*EXERCISE AIM*: Below this line is a set of entries; quote exactly the lines from the line that contains "let (decoded, used, had_errors)" to the line that contains "if let Some(num)", both lines included.
-- Opening Marker --
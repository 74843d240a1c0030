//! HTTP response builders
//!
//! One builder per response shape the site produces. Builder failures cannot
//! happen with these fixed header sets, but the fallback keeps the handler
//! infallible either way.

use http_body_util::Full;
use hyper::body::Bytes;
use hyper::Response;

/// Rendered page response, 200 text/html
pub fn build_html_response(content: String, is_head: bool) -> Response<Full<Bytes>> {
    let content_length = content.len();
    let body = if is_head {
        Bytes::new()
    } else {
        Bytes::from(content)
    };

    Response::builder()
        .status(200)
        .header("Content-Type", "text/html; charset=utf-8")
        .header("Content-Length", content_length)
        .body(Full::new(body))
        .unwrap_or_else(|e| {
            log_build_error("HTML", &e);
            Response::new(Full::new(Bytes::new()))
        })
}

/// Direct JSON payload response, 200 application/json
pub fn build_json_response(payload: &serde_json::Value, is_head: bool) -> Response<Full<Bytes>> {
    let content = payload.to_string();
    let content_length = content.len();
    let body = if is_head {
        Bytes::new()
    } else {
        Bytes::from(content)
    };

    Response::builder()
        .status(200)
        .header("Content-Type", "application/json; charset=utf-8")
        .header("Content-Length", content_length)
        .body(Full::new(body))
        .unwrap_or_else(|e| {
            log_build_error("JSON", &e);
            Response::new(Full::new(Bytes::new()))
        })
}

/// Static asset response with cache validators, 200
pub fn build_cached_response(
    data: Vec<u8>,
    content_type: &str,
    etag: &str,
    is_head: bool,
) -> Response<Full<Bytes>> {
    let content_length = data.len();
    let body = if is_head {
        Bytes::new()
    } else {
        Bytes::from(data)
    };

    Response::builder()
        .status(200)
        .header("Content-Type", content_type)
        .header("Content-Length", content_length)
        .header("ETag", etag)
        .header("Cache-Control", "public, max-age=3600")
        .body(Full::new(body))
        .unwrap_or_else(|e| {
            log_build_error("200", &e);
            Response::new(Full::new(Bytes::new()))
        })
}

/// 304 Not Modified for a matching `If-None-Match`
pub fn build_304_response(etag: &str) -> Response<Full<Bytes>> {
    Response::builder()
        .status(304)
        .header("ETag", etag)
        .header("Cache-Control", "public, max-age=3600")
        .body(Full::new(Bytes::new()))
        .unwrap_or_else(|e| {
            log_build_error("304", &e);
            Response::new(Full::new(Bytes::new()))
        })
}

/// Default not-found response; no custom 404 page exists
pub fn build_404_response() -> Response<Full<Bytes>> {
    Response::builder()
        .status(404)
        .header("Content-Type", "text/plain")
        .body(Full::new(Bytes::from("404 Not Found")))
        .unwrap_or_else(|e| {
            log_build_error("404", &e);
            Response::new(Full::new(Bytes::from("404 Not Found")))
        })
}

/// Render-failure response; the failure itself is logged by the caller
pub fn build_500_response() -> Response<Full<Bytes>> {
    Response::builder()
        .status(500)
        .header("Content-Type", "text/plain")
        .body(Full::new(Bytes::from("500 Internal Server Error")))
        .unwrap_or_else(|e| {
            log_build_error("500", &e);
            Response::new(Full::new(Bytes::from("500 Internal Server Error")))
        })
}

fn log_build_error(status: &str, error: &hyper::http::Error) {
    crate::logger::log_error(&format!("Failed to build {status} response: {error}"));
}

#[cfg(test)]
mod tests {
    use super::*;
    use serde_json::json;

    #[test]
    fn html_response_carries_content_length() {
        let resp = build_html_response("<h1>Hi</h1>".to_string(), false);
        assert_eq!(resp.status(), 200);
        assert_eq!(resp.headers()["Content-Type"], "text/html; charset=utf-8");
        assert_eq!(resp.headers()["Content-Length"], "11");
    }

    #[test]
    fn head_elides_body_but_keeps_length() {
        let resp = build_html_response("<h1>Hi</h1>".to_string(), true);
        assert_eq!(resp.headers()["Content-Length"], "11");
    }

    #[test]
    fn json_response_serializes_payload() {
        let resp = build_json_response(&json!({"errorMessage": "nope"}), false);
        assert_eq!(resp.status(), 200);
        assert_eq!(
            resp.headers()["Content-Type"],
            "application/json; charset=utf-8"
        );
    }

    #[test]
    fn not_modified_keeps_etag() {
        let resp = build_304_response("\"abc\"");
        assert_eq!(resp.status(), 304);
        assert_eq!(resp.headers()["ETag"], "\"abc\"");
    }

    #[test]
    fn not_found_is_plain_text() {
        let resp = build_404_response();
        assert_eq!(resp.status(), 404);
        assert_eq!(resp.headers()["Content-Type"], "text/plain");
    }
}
-- Closing Marker --
-- Opening Marker --
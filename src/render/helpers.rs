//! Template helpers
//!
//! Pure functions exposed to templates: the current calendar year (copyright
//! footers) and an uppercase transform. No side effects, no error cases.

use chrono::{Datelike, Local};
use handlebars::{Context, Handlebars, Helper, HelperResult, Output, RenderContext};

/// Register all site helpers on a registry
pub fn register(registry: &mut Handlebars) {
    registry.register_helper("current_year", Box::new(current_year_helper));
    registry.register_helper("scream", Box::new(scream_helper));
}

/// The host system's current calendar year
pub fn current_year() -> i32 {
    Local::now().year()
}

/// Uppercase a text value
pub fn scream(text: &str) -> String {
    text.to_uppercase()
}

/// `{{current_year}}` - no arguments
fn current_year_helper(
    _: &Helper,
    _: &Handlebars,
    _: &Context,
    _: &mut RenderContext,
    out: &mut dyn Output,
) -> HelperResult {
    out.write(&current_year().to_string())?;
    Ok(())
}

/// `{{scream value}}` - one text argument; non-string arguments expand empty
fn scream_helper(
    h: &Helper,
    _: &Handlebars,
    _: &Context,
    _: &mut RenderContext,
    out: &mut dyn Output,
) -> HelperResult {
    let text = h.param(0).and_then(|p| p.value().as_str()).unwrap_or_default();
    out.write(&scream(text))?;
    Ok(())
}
-- Closing Marker --
-- Opening Marker --
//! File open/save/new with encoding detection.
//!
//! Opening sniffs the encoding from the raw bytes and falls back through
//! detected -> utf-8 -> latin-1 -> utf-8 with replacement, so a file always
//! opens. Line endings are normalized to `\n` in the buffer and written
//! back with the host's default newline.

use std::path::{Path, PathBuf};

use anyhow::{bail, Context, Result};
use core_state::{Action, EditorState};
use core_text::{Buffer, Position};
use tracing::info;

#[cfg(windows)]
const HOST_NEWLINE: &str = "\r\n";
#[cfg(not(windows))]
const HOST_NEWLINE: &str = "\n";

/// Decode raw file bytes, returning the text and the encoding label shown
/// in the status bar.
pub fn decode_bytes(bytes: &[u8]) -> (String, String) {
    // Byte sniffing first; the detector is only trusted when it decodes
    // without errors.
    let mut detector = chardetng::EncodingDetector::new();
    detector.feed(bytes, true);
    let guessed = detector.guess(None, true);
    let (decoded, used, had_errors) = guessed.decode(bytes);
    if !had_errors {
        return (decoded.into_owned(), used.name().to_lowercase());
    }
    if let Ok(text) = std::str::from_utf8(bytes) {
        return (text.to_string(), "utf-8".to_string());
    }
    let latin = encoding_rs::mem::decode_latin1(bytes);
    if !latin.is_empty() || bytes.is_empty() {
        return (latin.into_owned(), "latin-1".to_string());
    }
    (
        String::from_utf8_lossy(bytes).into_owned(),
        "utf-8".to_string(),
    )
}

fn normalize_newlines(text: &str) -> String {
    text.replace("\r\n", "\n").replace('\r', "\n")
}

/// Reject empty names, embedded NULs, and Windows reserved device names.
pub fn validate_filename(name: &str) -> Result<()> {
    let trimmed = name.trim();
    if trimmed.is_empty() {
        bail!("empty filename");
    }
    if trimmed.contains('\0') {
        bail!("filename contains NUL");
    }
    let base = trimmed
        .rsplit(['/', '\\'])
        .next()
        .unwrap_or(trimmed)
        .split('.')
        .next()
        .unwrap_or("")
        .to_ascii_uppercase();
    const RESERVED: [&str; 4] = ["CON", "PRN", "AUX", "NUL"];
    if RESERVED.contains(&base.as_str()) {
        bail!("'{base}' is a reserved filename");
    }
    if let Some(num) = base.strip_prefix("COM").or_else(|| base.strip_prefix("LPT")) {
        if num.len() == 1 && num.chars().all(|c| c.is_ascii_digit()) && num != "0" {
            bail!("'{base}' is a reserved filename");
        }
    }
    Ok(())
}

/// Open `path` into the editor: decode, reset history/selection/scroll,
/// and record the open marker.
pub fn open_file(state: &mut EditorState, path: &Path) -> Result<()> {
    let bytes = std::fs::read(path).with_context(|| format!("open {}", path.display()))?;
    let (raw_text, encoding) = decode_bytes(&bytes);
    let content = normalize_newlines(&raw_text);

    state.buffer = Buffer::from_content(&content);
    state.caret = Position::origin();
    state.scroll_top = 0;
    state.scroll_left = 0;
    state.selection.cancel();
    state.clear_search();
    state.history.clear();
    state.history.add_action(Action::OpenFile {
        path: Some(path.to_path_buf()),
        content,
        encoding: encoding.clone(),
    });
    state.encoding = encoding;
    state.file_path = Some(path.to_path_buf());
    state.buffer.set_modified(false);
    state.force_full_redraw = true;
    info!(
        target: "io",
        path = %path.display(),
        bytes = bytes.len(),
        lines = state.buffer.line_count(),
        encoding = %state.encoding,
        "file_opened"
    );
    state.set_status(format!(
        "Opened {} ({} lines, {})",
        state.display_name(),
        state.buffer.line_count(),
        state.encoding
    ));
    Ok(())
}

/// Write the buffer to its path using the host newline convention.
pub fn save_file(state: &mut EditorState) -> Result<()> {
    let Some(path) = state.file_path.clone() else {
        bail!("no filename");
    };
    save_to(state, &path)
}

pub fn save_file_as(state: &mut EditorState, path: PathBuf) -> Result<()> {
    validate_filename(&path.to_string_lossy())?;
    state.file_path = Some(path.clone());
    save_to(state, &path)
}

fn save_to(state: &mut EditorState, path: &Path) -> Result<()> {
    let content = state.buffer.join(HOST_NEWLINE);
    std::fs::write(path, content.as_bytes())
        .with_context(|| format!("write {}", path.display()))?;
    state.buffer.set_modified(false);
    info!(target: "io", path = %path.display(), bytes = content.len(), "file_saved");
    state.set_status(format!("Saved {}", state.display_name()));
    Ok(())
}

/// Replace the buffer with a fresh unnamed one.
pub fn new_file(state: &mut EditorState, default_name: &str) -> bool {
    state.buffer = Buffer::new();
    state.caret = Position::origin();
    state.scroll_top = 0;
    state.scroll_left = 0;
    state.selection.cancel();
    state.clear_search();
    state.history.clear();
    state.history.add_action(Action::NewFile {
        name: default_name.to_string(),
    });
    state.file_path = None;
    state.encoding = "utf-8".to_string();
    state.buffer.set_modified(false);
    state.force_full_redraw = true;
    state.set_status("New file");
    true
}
-- Closing Marker --
*TASK SOLUTION*:
    let (decoded, used, had_errors) = guessed.decode(bytes);
    if !had_errors {
        return (decoded.into_owned(), used.name().to_lowercase());
    }
    if let Ok(text) = std::str::from_utf8(bytes) {
        return (text.to_string(), "utf-8".to_string());
    }
    let latin = encoding_rs::mem::decode_latin1(bytes);
    if !latin.is_empty() || bytes.is_empty() {
        return (latin.into_owned(), "latin-1".to_string());
    }
    (
        String::from_utf8_lossy(bytes).into_owned(),
        "utf-8".to_string(),
    )
}

fn normalize_newlines(text: &str) -> String {
    text.replace("\r\n", "\n").replace('\r', "\n")
}

/// Reject empty names, embedded NULs, and Windows reserved device names.
pub fn validate_filename(name: &str) -> Result<()> {
    let trimmed = name.trim();
    if trimmed.is_empty() {
        bail!("empty filename");
    }
    if trimmed.contains('\0') {
        bail!("filename contains NUL");
    }
    let base = trimmed
        .rsplit(['/', '\\'])
        .next()
        .unwrap_or(trimmed)
        .split('.')
        .next()
        .unwrap_or("")
        .to_ascii_uppercase();
    const RESERVED: [&str; 4] = ["CON", "PRN", "AUX", "NUL"];
    if RESERVED.contains(&base.as_str()) {
        bail!("'{base}' is a reserved filename");
    }
    if let Some(num) = base.strip_prefix("COM").or_else(|| base.strip_prefix("LPT")) {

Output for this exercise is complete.